The `edgar-sec` library includes built-in support for caching and rate limiting to optimize API usage and comply with SEC guidelines.

.. code-block:: python

    import edgar_sec as ed

    # Initialize the API client with caching enabled
    edgar = ed.EdgarAPI(cache_mode=True)

    # First request will hit the API
    apple_facts = edgar.get_company_facts("0000320193")
    print(f"Number of taxonomies: {len(apple_facts.facts)}")

    # Subsequent identical requests will use cache (much faster)
    apple_facts_cached = edgar.get_company_facts("0000320193")

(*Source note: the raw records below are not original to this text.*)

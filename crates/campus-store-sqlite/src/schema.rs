//! SQL schema for the campus SQLite store.
//!
//! Executed once at connection startup. Future migrations will be gated on
//! `PRAGMA user_version`.

/// Full schema DDL; idempotent thanks to `CREATE TABLE IF NOT EXISTS`.
pub const SCHEMA: &str = "
PRAGMA journal_mode = WAL;
PRAGMA foreign_keys = ON;

-- One mark per student per class per day. Re-marking overwrites.
CREATE TABLE IF NOT EXISTS daily_attendance (
    student_id  INTEGER NOT NULL,
    faculty_id  INTEGER NOT NULL,
    subject_id  INTEGER NOT NULL,
    date        TEXT    NOT NULL,   -- YYYY-MM-DD
    present     INTEGER NOT NULL,   -- 0 | 1
    updated_at  TEXT    NOT NULL,
    UNIQUE (student_id, faculty_id, subject_id, date)
);

-- Derived from daily_attendance; rewritten on every daily save.
CREATE TABLE IF NOT EXISTS monthly_attendance (
    student_id        INTEGER NOT NULL,
    faculty_id        INTEGER NOT NULL,
    subject_id        INTEGER NOT NULL,
    year              INTEGER NOT NULL,
    month             INTEGER NOT NULL CHECK (month BETWEEN 1 AND 12),
    academic_year     TEXT    NOT NULL,   -- e.g. '2025-2026'
    classes_attended  INTEGER NOT NULL,
    total_classes     INTEGER NOT NULL,
    updated_at        TEXT    NOT NULL,
    UNIQUE (student_id, faculty_id, subject_id, month, academic_year)
);

-- Append-only; the highest id is the current schedule.
CREATE TABLE IF NOT EXISTS feedback_schedule (
    id          INTEGER PRIMARY KEY AUTOINCREMENT,
    start_date  TEXT NOT NULL,
    end_date    TEXT NOT NULL,
    created_at  TEXT NOT NULL
);

-- Anonymous by default; student_name is 'Anonymous' when left blank.
CREATE TABLE IF NOT EXISTS feedback (
    id              INTEGER PRIMARY KEY AUTOINCREMENT,
    student_name    TEXT    NOT NULL,
    faculty_id      INTEGER NOT NULL,
    subject_id      INTEGER,
    year_level      TEXT,               -- 'FY' | 'SY' | 'TY' | 'Final Year'
    q1              INTEGER NOT NULL CHECK (q1 BETWEEN 1 AND 10),
    q2              INTEGER NOT NULL CHECK (q2 BETWEEN 1 AND 10),
    q3              INTEGER NOT NULL CHECK (q3 BETWEEN 1 AND 10),
    q4              INTEGER NOT NULL CHECK (q4 BETWEEN 1 AND 10),
    q5              INTEGER NOT NULL CHECK (q5 BETWEEN 1 AND 10),
    q6              INTEGER NOT NULL CHECK (q6 BETWEEN 1 AND 10),
    q7              INTEGER NOT NULL CHECK (q7 BETWEEN 1 AND 10),
    q8              INTEGER NOT NULL CHECK (q8 BETWEEN 1 AND 10),
    q9              INTEGER NOT NULL CHECK (q9 BETWEEN 1 AND 10),
    q10             INTEGER NOT NULL CHECK (q10 BETWEEN 1 AND 10),
    overall_rating  INTEGER NOT NULL CHECK (overall_rating BETWEEN 1 AND 10),
    comments        TEXT,
    created_at      TEXT    NOT NULL    -- campus-zone RFC 3339, fixed width
);

CREATE TABLE IF NOT EXISTS faculty_leaves (
    id           INTEGER PRIMARY KEY AUTOINCREMENT,
    faculty_id   INTEGER NOT NULL,
    leave_type   TEXT    NOT NULL,   -- 'CL' | 'SL' | 'CO' | 'DL'
    start_date   TEXT    NOT NULL,
    end_date     TEXT    NOT NULL,
    is_half_day  INTEGER NOT NULL DEFAULT 0,
    days_count   REAL    NOT NULL,
    alt_faculty  TEXT,
    created_at   TEXT    NOT NULL   -- campus-zone RFC 3339, fixed width
);

CREATE INDEX IF NOT EXISTS daily_class_idx     ON daily_attendance(faculty_id, subject_id, date);
CREATE INDEX IF NOT EXISTS monthly_student_idx ON monthly_attendance(student_id);
CREATE INDEX IF NOT EXISTS leaves_faculty_idx  ON faculty_leaves(faculty_id, created_at);
CREATE INDEX IF NOT EXISTS feedback_faculty_idx ON feedback(faculty_id, created_at);

PRAGMA user_version = 1;
";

    # The built-in rate limiter ensures you don't exceed 10 API calls per second
    # This is handled automatically for both synchronous and asynchronous requests
    for cik in ["0000320193", "0000789019", "0001652044", "0001018724", "0001326801"]:
        company = edgar.get_submissions(central_index_key=cik)
        print(f"Retrieved data for {company.name}")

Concurrent Requests with AsyncAPI
---------------------------------

You can use the `Async` attribute to make concurrent requests for improved performance.

.. code-block:: python

    import asyncio
    import edgar_sec as ed

    async def fetch_multiple_companies():
        edgar = ed.EdgarAPI(cache_mode=True)

        # Define company CIKs
        companies = {
            "0000320193": "Apple",      # Apple
            "0000789019": "Microsoft",  # Microsoft
            "0001652044": "Alphabet",   # Alphabet (Google)
            "0001018724": "Amazon",     # Amazon
            "0001326801": "Meta"        # Meta (Facebook)
        }

        # Fetch submission history for multiple companies concurrently
        submission_tasks = [
            edgar.Async.get_submissions(cik)
            for cik in companies.keys()
        ]
        submissions = await asyncio.gather(*submission_tasks)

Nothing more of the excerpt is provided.